Saved data entries

——————

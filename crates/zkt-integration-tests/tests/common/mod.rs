//! Shared harness: a ledger with one deployed, initialized token contract,
//! its administrator key, and the administrator's copy of the registry map.

#![allow(dead_code)]

use std::collections::BTreeMap;
use std::sync::OnceLock;

use zkt_core::{Address, OperationKey, TokenId};
use zkt_crypto::{Ed25519KeyPair, Ed25519Signature};
use zkt_ledger::{AccountId, Ledger, Transaction};
use zkt_policy::{AmountPolicy, AmountRange, ProofRequirement};
use zkt_token::{
    sign_admin_action, AdminAction, InitParams, ProofAttachment, TokenContract, TokenError,
    VKeyMap,
};
use zkt_zkp::{
    AccountSnapshot, BackendProvingKey, BackendVerifyingKey, MockProofSystem, ProofPublicInput,
    ProofPublicOutput, SideloadedProof,
};

/// Route `tracing` output through the test writer; `RUST_LOG` filters it.
pub fn init_tracing() {
    let _ = tracing_subscriber::fmt()
        .with_env_filter(tracing_subscriber::EnvFilter::from_default_env())
        .with_test_writer()
        .try_init();
}

/// The key of test holder `n`.
pub fn holder(n: u8) -> Ed25519KeyPair {
    Ed25519KeyPair::from_seed(&[n; 32])
}

/// Address of test holder `n`.
pub fn user(n: u8) -> Address {
    holder(n).address()
}

/// The test holder behind `address`, if it is one.
pub fn holder_of(address: Address) -> Option<Ed25519KeyPair> {
    static INDEX: OnceLock<BTreeMap<Address, u8>> = OnceLock::new();
    let index = INDEX.get_or_init(|| (0..=u8::MAX).map(|n| (user(n), n)).collect());
    index.get(&address).map(|n| holder(*n))
}

/// Permissive defaults: ranged, unauthorized, 1..=1000, no proofs.
pub fn default_params(admin: Address) -> InitParams {
    InitParams {
        admin,
        decimals: 9,
        mint_policy: AmountPolicy::ranged(true),
        mint_range: AmountRange::DEFAULT,
        burn_policy: AmountPolicy::ranged(true),
        burn_range: AmountRange::DEFAULT,
        mint_requirement: ProofRequirement::DISABLED,
        burn_requirement: ProofRequirement::DISABLED,
        transfer_requirement: ProofRequirement::DISABLED,
        bulk_update_requirement: ProofRequirement::DISABLED,
    }
}

pub struct Harness {
    pub ledger: Ledger,
    pub contract: TokenContract,
    pub admin: Ed25519KeyPair,
    pub registry: VKeyMap,
}

impl Harness {
    pub fn new() -> Self {
        Self::with_params(|p| p)
    }

    pub fn with_params(customize: impl FnOnce(InitParams) -> InitParams) -> Self {
        Self::deploy(0xc0, customize)
    }

    /// Deploy at `Address([seed; 32])`.
    pub fn deploy(seed: u8, customize: impl FnOnce(InitParams) -> InitParams) -> Self {
        init_tracing();
        let admin = Ed25519KeyPair::from_seed(&[seed ^ 0x5a; 32]);
        let contract = TokenContract::new(Address([seed; 32]));
        let mut ledger = Ledger::new();
        ledger.deploy(contract.address()).unwrap();
        let mut harness = Self {
            ledger,
            contract,
            admin,
            registry: VKeyMap::new(),
        };
        let params = customize(default_params(harness.admin.address()));
        let sig = harness.sign(&AdminAction::Initialize { params });
        let tx = harness.contract.initialize(&harness.ledger, &params, Some(&sig)).unwrap();
        harness.commit(tx);
        harness
    }

    /// Sign with the administrator's current nonce.
    pub fn sign(&self, action: &AdminAction) -> Ed25519Signature {
        let nonce = self.ledger.nonce(&AccountId::settlement(self.admin.address()));
        sign_admin_action(&self.admin, self.contract.address(), nonce, action).unwrap()
    }

    /// Have every test holder the transaction debits or reconfigures sign it.
    pub fn sign_holders(&self, tx: &mut Transaction) {
        for address in tx.authorizers() {
            if let Some(key) = holder_of(address) {
                tx.sign(&key).unwrap();
            }
        }
    }

    /// Commit with the affected holders' signatures.
    pub fn commit(&mut self, mut tx: Transaction) {
        self.sign_holders(&mut tx);
        self.ledger.commit(tx).unwrap();
    }

    pub fn apply(&mut self, result: Result<Transaction, TokenError>) {
        self.commit(result.unwrap());
    }

    pub fn token_account(&self, address: Address) -> AccountId {
        AccountId::new(address, self.contract.token_id())
    }

    pub fn balance(&self, address: Address) -> u64 {
        self.contract.get_balance_of(&self.ledger, address)
    }

    /// Mint without proof or signature under the default policy.
    pub fn seed_balance(&mut self, address: Address, amount: u64) {
        let tx = self.contract.mint_unproven(&self.ledger, address, amount, None);
        self.apply(tx);
    }

    pub fn set_requirement(&mut self, operation: OperationKey, requirement: ProofRequirement) {
        let sig = self.sign(&AdminAction::UpdateProofRequirement { operation, requirement });
        let tx = self
            .contract
            .update_proof_requirement(&self.ledger, operation, requirement, Some(&sig));
        self.apply(tx);
    }

    /// Register `vk` for `operation`, commit, and adopt the new map.
    pub fn register(&mut self, operation: OperationKey, vk: &BackendVerifyingKey) {
        let fingerprint = vk.fingerprint();
        let sig = self.sign(&AdminAction::RegisterVerificationKey {
            operation_key: operation.id(),
            fingerprint,
        });
        let (tx, map) = self
            .contract
            .register_verification_key(&self.ledger, &self.registry, operation.id(), fingerprint, Some(&sig))
            .unwrap();
        self.commit(tx);
        self.registry = map;
    }

    /// Require proofs for `operation` under `requirement`, with a fresh
    /// circuit registered for it.
    pub fn gate(
        &mut self,
        operation: OperationKey,
        requirement: ProofRequirement,
    ) -> (BackendProvingKey, BackendVerifyingKey) {
        let (pk, vk) = MockProofSystem::setup(operation.as_str());
        self.register(operation, &vk);
        self.set_requirement(operation, requirement);
        (pk, vk)
    }

    /// What `subject`'s accounts look like right now.
    pub fn snapshot(&self, subject: Address) -> ProofPublicOutput {
        let mina = AccountId::settlement(subject);
        let custom = self.token_account(subject);
        ProofPublicOutput::from_accounts(
            AccountSnapshot {
                address: subject,
                token_id: TokenId::SETTLEMENT,
                balance: self.ledger.balance(&mina),
                nonce: self.ledger.nonce(&mina),
            },
            AccountSnapshot {
                address: subject,
                token_id: self.contract.token_id(),
                balance: self.ledger.balance(&custom),
                nonce: self.ledger.nonce(&custom),
            },
        )
    }

    /// A proof about `subject` consistent with live state.
    pub fn prove(&self, pk: &BackendProvingKey, subject: Address) -> SideloadedProof {
        self.prove_with(pk, subject, |_, _| {})
    }

    /// A proof about `subject` after `tamper` edits the statement.
    pub fn prove_with(
        &self,
        pk: &BackendProvingKey,
        subject: Address,
        tamper: impl FnOnce(&mut ProofPublicInput, &mut ProofPublicOutput),
    ) -> SideloadedProof {
        let mut input = ProofPublicInput {
            operation_address: subject,
            token_id: self.contract.token_id(),
        };
        let mut output = self.snapshot(subject);
        tamper(&mut input, &mut output);
        SideloadedProof::prove(pk, input, output).unwrap()
    }

    pub fn attach(&self, proof: SideloadedProof, vk: &BackendVerifyingKey) -> ProofAttachment {
        ProofAttachment {
            proof,
            verification_key: vk.clone(),
            registry: self.registry.clone(),
        }
    }
}
//! # State Words
//!
//! A `StateWord` is one 256-bit on-chain app-state slot. Everything the
//! contract persists (packed configuration, registry root, administrator,
//! flags) is stored as one of these.
//!
//! ## Addressing
//!
//! - Bit `i` is bit `i % 8` of byte `i / 8` (little-endian bit order).
//! - 64-bit lane `j` occupies bytes `8j..8j+8`, little-endian.
//!
//! These rules are part of the bit-exact storage surface: the packed
//! configuration words returned by `get_all_configs()` are decoded off-chain
//! with exactly this addressing.

use serde::{Deserialize, Deserializer, Serialize, Serializer};

use crate::hex;
use crate::identity::{Address, VkFingerprint};

/// Number of addressable bits in a word.
pub const WORD_BITS: usize = 256;

/// Number of 64-bit lanes in a word.
pub const WORD_LANES: usize = 4;

/// One 256-bit on-chain word.
#[derive(Clone, Copy, PartialEq, Eq, Hash, Default)]
pub struct StateWord(pub [u8; 32]);

impl StateWord {
    /// The all-zero word.
    pub const ZERO: StateWord = StateWord([0u8; 32]);

    /// Read bit `index`. Out-of-range bits read as `false`.
    pub fn bit(&self, index: usize) -> bool {
        if index >= WORD_BITS {
            return false;
        }
        (self.0[index / 8] >> (index % 8)) & 1 == 1
    }

    /// Return a copy with bit `index` set to `value`. Out-of-range indices
    /// leave the word unchanged.
    #[must_use]
    pub fn with_bit(mut self, index: usize, value: bool) -> Self {
        if index < WORD_BITS {
            let mask = 1u8 << (index % 8);
            if value {
                self.0[index / 8] |= mask;
            } else {
                self.0[index / 8] &= !mask;
            }
        }
        self
    }

    /// Read 64-bit lane `lane`. Out-of-range lanes read as zero.
    pub fn lane(&self, lane: usize) -> u64 {
        if lane >= WORD_LANES {
            return 0;
        }
        let mut bytes = [0u8; 8];
        bytes.copy_from_slice(&self.0[lane * 8..lane * 8 + 8]);
        u64::from_le_bytes(bytes)
    }

    /// Return a copy with 64-bit lane `lane` set to `value`.
    #[must_use]
    pub fn with_lane(mut self, lane: usize, value: u64) -> Self {
        if lane < WORD_LANES {
            self.0[lane * 8..lane * 8 + 8].copy_from_slice(&value.to_le_bytes());
        }
        self
    }

    /// Word holding a single `u64` in lane 0.
    pub fn from_u64(value: u64) -> Self {
        Self::ZERO.with_lane(0, value)
    }

    /// Render as lowercase hex.
    pub fn to_hex(&self) -> String {
        hex::encode(&self.0)
    }
}

impl From<Address> for StateWord {
    fn from(addr: Address) -> Self {
        Self(addr.0)
    }
}

impl From<StateWord> for Address {
    fn from(word: StateWord) -> Self {
        Address(word.0)
    }
}

impl From<VkFingerprint> for StateWord {
    fn from(fp: VkFingerprint) -> Self {
        Self(fp.0)
    }
}

impl Serialize for StateWord {
    fn serialize<S: Serializer>(&self, serializer: S) -> Result<S::Ok, S::Error> {
        serializer.serialize_str(&self.to_hex())
    }
}

impl<'de> Deserialize<'de> for StateWord {
    fn deserialize<D: Deserializer<'de>>(deserializer: D) -> Result<Self, D::Error> {
        let s = String::deserialize(deserializer)?;
        hex::decode_32(&s).map(Self).map_err(serde::de::Error::custom)
    }
}

impl std::fmt::Debug for StateWord {
    fn fmt(&self, f: &mut std::fmt::Formatter<'_>) -> std::fmt::Result {
        write!(f, "StateWord({})", self.to_hex())
    }
}

#[cfg(test)]
mod tests {
    use super::*;
    use proptest::prelude::*;

    #[test]
    fn bit_zero_is_lsb_of_first_byte() {
        let w = StateWord::ZERO.with_bit(0, true);
        assert_eq!(w.0[0], 0b0000_0001);
        let w = StateWord::ZERO.with_bit(9, true);
        assert_eq!(w.0[1], 0b0000_0010);
    }

    #[test]
    fn clearing_a_bit() {
        let w = StateWord::ZERO.with_bit(5, true).with_bit(5, false);
        assert_eq!(w, StateWord::ZERO);
    }

    #[test]
    fn out_of_range_bit_is_ignored() {
        let w = StateWord::ZERO.with_bit(WORD_BITS, true);
        assert_eq!(w, StateWord::ZERO);
        assert!(!w.bit(WORD_BITS + 3));
    }

    #[test]
    fn lane_layout_little_endian() {
        let w = StateWord::ZERO.with_lane(1, 0x0102);
        assert_eq!(w.0[8], 0x02);
        assert_eq!(w.0[9], 0x01);
        assert_eq!(w.lane(1), 0x0102);
        assert_eq!(w.lane(0), 0);
    }

    #[test]
    fn serde_hex() {
        let w = StateWord::from_u64(7);
        let json = serde_json::to_string(&w).unwrap();
        let back: StateWord = serde_json::from_str(&json).unwrap();
        assert_eq!(w, back);
    }

    proptest! {
        #[test]
        fn lanes_are_independent(a in any::<u64>(), b in any::<u64>(), lane in 0usize..4) {
            let other = (lane + 1) % WORD_LANES;
            let w = StateWord::ZERO.with_lane(other, b).with_lane(lane, a);
            prop_assert_eq!(w.lane(lane), a);
            prop_assert_eq!(w.lane(other), b);
        }

        #[test]
        fn setting_a_bit_touches_only_that_bit(seed in any::<[u8; 32]>(), index in 0usize..256, value in any::<bool>()) {
            let before = StateWord(seed);
            let after = before.with_bit(index, value);
            prop_assert_eq!(after.bit(index), value);
            for i in (0..WORD_BITS).filter(|i| *i != index) {
                prop_assert_eq!(after.bit(i), before.bit(i));
            }
        }
    }
}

——————

For each line above that contains the word "Number", give the line as it is written.

**Result of this exercise**
/// Number of addressable bits in a word.
/// Number of 64-bit lanes in a word.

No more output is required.